**Exercise requirements:** Keep only the lines of the listing that include the word "interval", and copy them.

**Records for processing:**

▼

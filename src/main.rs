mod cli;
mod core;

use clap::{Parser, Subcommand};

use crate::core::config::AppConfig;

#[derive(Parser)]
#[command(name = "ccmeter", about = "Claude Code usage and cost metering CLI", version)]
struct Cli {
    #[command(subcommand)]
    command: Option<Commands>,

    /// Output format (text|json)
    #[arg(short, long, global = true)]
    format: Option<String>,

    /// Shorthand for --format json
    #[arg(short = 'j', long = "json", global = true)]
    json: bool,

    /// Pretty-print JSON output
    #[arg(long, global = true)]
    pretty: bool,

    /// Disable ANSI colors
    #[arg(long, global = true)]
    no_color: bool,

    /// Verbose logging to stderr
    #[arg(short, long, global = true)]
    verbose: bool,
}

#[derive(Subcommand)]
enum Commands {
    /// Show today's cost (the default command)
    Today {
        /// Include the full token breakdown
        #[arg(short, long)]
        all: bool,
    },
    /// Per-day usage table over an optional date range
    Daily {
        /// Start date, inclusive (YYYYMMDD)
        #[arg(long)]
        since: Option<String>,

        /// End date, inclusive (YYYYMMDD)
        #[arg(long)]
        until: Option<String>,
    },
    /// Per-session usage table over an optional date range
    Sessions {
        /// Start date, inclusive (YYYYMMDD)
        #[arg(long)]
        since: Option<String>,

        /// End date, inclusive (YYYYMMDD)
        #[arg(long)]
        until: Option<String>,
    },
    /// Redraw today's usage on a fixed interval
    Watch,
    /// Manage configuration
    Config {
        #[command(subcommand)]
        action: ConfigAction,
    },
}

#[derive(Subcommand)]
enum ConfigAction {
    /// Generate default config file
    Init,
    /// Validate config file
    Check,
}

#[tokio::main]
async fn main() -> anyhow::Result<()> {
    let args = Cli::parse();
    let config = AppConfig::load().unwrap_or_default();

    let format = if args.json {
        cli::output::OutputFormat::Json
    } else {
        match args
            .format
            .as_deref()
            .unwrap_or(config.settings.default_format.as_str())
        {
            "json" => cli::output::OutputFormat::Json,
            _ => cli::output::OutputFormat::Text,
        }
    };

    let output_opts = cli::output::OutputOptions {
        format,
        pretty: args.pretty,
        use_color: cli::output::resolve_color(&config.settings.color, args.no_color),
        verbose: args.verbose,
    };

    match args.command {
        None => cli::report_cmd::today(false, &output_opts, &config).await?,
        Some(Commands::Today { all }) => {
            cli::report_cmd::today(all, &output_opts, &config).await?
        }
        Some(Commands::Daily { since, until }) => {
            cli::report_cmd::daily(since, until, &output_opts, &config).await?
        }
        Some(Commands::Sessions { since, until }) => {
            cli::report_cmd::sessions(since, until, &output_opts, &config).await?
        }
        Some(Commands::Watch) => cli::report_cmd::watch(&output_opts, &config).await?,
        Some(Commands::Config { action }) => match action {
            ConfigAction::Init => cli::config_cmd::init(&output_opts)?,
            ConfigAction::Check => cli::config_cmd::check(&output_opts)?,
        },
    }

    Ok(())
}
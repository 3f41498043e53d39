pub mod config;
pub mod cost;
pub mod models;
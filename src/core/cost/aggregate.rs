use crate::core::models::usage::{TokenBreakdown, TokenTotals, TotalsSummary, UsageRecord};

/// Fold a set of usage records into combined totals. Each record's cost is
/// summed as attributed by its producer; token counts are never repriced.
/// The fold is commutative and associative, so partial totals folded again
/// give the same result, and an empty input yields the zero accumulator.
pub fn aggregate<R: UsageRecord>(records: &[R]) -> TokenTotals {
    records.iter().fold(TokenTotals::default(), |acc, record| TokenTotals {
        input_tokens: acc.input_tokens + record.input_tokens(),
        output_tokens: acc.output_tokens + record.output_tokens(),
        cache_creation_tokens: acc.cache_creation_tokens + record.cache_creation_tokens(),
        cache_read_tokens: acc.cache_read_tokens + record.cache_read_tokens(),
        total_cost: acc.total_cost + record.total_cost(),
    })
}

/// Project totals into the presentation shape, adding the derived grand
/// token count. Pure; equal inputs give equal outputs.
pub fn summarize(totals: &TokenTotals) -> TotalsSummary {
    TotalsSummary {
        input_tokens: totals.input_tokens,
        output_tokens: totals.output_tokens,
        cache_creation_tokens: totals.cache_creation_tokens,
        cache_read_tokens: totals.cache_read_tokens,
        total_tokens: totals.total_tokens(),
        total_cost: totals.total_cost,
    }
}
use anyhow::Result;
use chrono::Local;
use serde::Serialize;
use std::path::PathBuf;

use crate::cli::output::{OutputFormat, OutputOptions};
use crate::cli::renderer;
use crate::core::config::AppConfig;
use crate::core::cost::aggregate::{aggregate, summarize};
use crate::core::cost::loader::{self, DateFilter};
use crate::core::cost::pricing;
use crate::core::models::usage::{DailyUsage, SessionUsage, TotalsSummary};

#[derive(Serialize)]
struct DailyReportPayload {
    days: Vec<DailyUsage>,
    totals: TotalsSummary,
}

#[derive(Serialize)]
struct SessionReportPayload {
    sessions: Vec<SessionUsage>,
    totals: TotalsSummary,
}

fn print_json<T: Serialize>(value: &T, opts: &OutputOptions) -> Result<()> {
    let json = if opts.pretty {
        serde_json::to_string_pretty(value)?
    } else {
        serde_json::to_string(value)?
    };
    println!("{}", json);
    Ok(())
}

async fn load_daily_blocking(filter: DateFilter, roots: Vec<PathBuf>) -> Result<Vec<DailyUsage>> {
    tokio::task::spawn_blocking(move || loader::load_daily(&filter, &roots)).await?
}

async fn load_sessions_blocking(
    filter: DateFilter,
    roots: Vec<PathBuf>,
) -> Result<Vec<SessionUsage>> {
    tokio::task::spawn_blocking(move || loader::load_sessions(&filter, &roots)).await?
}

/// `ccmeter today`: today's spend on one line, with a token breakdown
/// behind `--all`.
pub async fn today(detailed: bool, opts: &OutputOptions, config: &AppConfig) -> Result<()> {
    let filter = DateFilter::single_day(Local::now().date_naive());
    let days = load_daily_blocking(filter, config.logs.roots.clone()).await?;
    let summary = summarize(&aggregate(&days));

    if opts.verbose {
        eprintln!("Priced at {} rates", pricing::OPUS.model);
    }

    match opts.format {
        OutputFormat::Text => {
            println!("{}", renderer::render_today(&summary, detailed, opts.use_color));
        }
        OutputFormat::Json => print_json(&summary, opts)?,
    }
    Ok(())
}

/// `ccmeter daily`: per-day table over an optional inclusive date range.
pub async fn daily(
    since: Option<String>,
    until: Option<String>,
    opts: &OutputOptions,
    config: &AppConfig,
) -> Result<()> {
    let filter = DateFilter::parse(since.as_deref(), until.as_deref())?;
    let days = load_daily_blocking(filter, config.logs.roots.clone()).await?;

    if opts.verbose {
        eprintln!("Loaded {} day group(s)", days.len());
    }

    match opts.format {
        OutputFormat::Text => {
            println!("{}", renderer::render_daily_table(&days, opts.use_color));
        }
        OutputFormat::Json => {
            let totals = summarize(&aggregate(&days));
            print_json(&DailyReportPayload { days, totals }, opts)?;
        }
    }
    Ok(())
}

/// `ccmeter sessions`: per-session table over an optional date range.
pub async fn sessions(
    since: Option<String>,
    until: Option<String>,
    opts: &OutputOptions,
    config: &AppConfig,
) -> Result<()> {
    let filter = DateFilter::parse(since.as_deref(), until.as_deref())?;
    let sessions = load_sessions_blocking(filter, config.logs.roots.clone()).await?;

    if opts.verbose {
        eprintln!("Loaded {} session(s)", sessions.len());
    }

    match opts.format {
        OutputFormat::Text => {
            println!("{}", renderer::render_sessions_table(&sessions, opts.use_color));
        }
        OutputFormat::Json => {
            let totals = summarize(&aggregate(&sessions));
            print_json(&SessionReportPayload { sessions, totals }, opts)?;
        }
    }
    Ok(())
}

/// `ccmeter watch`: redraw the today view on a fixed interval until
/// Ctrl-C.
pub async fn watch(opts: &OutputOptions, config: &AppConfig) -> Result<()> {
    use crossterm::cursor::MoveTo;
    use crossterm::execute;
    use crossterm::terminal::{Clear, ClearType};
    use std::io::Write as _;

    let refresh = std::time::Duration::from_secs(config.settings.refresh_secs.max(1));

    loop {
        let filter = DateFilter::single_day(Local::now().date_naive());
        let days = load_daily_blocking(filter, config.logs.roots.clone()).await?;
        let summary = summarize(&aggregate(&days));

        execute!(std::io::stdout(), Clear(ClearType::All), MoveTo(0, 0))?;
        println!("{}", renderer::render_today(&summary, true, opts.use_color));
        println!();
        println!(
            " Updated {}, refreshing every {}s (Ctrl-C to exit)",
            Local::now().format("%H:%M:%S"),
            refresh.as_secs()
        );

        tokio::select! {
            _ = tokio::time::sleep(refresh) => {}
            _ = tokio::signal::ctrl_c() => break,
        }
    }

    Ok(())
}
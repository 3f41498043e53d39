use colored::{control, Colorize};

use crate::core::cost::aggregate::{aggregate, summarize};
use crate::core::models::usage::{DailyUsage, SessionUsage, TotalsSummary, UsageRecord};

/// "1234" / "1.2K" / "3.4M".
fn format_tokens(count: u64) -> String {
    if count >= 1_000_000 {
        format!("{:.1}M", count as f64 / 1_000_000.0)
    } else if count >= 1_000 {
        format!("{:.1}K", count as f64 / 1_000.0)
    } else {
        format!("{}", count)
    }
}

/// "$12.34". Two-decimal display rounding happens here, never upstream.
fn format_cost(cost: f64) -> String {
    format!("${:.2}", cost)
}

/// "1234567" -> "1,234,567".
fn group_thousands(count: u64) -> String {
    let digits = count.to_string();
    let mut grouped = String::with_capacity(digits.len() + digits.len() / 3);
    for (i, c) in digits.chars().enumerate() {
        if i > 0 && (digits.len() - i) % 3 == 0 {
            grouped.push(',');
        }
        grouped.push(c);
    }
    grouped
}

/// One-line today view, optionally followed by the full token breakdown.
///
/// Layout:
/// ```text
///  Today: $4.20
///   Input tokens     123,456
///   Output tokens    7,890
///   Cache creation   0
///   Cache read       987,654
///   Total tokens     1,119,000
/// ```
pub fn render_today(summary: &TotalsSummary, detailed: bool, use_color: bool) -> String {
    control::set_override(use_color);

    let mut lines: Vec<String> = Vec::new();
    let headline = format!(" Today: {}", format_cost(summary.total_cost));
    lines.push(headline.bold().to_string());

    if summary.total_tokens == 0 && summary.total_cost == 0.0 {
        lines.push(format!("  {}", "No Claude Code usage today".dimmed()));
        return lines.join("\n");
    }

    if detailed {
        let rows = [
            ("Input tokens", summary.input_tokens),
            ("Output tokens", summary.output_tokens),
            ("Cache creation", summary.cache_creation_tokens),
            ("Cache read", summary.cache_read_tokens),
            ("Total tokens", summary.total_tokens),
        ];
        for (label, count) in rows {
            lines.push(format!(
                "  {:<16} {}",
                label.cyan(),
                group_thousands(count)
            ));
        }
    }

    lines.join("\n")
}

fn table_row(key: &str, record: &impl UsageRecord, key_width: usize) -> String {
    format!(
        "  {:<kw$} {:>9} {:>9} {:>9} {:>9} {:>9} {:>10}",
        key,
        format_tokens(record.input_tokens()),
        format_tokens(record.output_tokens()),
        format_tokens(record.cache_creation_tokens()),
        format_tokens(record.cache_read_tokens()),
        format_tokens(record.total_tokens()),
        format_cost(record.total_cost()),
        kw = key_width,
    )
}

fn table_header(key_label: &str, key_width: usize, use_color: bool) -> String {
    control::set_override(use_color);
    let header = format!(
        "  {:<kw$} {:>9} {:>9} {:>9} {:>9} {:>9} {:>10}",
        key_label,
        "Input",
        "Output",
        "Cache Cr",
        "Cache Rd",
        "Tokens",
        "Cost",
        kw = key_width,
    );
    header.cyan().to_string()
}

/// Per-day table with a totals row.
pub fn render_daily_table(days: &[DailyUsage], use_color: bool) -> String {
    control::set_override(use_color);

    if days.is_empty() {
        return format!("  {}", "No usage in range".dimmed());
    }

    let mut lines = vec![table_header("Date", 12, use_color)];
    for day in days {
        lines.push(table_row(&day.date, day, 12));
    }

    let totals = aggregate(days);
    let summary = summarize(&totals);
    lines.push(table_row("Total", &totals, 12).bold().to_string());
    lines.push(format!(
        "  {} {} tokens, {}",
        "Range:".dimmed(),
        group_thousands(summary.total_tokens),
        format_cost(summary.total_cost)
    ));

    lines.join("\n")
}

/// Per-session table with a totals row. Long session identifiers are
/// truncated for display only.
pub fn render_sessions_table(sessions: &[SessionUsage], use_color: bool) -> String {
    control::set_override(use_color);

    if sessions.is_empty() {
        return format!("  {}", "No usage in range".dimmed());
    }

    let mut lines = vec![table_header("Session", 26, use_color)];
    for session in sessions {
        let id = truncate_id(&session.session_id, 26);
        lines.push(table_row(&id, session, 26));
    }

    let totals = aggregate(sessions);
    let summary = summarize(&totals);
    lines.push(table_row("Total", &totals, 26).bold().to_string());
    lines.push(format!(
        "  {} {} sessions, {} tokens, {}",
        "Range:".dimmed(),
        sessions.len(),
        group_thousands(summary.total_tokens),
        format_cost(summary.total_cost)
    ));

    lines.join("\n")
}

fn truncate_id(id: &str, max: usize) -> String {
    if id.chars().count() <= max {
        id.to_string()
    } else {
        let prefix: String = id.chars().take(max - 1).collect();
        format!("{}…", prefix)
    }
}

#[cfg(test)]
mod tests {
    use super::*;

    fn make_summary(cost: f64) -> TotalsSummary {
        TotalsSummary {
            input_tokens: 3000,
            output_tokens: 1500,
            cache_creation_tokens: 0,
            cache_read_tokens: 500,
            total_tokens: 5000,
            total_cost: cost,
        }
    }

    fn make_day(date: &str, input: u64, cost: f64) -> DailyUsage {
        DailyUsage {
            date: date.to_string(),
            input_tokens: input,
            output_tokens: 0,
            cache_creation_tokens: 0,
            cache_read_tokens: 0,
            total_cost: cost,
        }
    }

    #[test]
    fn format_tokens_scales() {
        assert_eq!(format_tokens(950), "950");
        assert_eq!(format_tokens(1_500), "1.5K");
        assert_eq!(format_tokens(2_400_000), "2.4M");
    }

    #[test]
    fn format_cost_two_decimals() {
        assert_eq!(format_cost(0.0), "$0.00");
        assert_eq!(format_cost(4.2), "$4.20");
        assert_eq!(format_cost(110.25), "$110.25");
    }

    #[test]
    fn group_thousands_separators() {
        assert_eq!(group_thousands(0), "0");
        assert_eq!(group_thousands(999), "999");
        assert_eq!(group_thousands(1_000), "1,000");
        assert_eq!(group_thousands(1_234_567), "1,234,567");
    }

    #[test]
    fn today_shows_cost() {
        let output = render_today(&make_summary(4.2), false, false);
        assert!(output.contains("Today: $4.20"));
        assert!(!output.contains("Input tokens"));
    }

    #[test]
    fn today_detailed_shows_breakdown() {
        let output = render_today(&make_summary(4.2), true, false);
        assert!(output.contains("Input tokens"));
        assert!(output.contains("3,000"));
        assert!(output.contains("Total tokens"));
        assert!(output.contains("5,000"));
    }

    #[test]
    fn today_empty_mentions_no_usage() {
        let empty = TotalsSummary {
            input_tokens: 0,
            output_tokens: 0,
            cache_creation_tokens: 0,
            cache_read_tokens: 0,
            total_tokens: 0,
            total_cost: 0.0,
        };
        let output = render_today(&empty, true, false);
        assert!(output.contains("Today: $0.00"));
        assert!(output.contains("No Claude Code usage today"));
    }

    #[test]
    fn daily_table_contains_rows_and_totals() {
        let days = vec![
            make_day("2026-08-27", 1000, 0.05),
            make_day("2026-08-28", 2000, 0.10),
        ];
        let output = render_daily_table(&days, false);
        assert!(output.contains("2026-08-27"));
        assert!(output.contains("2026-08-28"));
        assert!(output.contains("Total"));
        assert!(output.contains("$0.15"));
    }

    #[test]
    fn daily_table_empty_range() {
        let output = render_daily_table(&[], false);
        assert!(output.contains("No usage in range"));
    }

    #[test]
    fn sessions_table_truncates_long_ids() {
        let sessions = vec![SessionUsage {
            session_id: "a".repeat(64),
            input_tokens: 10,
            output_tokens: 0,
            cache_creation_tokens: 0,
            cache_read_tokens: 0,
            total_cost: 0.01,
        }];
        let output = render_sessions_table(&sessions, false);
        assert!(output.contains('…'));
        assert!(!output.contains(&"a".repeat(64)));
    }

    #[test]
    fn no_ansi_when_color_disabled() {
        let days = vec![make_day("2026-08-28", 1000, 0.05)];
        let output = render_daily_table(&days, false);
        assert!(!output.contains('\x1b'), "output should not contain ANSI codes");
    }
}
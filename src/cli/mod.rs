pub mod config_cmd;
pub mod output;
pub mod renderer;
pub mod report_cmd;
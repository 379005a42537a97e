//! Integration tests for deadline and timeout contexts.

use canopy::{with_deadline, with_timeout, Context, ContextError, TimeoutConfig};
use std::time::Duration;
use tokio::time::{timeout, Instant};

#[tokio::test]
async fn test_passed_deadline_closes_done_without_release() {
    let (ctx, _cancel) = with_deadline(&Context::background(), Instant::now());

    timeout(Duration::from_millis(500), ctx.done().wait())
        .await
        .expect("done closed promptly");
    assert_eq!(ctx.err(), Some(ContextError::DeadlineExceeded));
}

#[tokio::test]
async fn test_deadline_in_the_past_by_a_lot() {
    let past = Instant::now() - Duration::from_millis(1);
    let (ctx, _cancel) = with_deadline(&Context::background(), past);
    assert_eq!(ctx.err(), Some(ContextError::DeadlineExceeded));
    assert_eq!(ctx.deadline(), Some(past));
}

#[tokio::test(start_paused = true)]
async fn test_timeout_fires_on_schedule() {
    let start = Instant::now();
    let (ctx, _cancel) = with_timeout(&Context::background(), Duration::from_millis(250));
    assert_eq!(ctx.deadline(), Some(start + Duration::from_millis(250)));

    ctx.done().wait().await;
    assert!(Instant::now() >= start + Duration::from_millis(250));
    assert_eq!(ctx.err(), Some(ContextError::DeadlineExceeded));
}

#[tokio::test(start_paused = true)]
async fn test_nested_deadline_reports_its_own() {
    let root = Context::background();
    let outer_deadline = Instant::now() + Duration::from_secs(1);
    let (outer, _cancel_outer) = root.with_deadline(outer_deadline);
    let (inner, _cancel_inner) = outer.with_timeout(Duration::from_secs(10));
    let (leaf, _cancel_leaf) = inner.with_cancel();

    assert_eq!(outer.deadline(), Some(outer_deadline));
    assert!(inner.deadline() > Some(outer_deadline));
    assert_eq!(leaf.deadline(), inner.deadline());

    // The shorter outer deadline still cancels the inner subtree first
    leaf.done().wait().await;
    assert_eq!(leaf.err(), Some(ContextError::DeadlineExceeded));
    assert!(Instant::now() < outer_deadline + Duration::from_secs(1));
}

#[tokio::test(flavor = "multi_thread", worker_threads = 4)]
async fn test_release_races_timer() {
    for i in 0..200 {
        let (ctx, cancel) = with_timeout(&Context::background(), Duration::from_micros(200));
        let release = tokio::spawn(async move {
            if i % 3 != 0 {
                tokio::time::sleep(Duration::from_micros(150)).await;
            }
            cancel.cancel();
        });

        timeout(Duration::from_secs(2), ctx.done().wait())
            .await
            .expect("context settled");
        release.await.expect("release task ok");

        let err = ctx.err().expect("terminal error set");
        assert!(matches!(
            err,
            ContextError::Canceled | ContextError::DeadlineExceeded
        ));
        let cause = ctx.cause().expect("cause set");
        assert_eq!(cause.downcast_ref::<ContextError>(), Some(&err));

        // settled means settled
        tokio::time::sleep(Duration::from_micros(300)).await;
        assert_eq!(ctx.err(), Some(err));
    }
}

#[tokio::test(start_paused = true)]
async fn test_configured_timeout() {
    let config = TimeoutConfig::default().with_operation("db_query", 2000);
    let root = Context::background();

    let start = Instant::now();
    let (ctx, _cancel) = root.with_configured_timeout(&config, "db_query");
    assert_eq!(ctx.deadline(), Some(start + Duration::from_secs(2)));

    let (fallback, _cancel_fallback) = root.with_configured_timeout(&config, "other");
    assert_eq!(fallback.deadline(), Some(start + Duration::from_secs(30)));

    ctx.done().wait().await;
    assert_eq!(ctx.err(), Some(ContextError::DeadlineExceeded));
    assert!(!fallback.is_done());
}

▲

**Exercise output:**
    /// Redraw today's usage on a fixed interval
/// `ccmeter watch`: redraw the today view on a fixed interval until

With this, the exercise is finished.